WORK REQUIRED: Copy, from the entries below, each line where the word "Some" can be found.

[Collected data]
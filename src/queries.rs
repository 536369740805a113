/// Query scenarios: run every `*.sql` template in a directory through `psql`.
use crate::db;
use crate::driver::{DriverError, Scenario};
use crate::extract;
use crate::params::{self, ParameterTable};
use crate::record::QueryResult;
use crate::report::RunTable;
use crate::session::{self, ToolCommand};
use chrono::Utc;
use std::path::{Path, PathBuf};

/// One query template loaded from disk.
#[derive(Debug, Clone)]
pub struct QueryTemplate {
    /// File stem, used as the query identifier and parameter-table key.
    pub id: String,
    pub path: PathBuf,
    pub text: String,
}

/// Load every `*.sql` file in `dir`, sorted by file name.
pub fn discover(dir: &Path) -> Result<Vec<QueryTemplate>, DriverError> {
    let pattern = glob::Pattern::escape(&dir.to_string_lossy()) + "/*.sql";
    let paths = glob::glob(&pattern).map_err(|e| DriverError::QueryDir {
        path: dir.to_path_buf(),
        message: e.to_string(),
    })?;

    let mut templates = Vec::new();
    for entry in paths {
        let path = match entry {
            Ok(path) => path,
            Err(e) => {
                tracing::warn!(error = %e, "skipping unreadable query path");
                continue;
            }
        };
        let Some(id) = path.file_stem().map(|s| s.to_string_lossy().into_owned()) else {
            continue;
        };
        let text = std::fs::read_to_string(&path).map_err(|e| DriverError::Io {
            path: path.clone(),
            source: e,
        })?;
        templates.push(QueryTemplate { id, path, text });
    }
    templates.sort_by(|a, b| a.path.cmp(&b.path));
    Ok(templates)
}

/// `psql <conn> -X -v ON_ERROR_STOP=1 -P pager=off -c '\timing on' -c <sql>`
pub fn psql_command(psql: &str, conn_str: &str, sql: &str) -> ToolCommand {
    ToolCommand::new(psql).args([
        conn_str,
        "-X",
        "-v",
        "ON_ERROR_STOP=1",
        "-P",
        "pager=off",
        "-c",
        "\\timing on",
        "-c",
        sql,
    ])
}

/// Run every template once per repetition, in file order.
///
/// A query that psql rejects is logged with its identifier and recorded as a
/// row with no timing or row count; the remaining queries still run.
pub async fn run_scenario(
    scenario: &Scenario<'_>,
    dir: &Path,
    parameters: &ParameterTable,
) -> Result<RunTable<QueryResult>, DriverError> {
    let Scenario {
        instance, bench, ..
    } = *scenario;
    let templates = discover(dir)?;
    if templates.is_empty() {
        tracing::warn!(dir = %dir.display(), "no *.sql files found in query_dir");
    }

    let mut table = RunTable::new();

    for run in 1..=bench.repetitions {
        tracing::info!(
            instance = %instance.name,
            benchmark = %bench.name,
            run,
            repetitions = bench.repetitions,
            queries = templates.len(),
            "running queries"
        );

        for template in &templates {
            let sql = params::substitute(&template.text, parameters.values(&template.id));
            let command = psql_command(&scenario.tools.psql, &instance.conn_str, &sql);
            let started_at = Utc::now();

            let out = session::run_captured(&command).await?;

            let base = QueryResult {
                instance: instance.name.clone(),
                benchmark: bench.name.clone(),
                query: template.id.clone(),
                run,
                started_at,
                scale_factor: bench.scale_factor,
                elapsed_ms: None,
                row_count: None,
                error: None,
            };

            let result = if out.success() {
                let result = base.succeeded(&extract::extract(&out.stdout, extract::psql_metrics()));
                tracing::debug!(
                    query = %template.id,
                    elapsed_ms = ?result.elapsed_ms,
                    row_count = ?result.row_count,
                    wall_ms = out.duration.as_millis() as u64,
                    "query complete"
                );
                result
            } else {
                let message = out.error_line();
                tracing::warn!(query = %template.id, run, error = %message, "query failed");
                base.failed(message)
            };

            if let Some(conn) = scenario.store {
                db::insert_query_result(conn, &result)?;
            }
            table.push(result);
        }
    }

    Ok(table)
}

RESPONSE TO THE EXERCISE:
        let Some(id) = path.file_stem().map(|s| s.to_string_lossy().into_owned()) else {
            if let Some(conn) = scenario.store {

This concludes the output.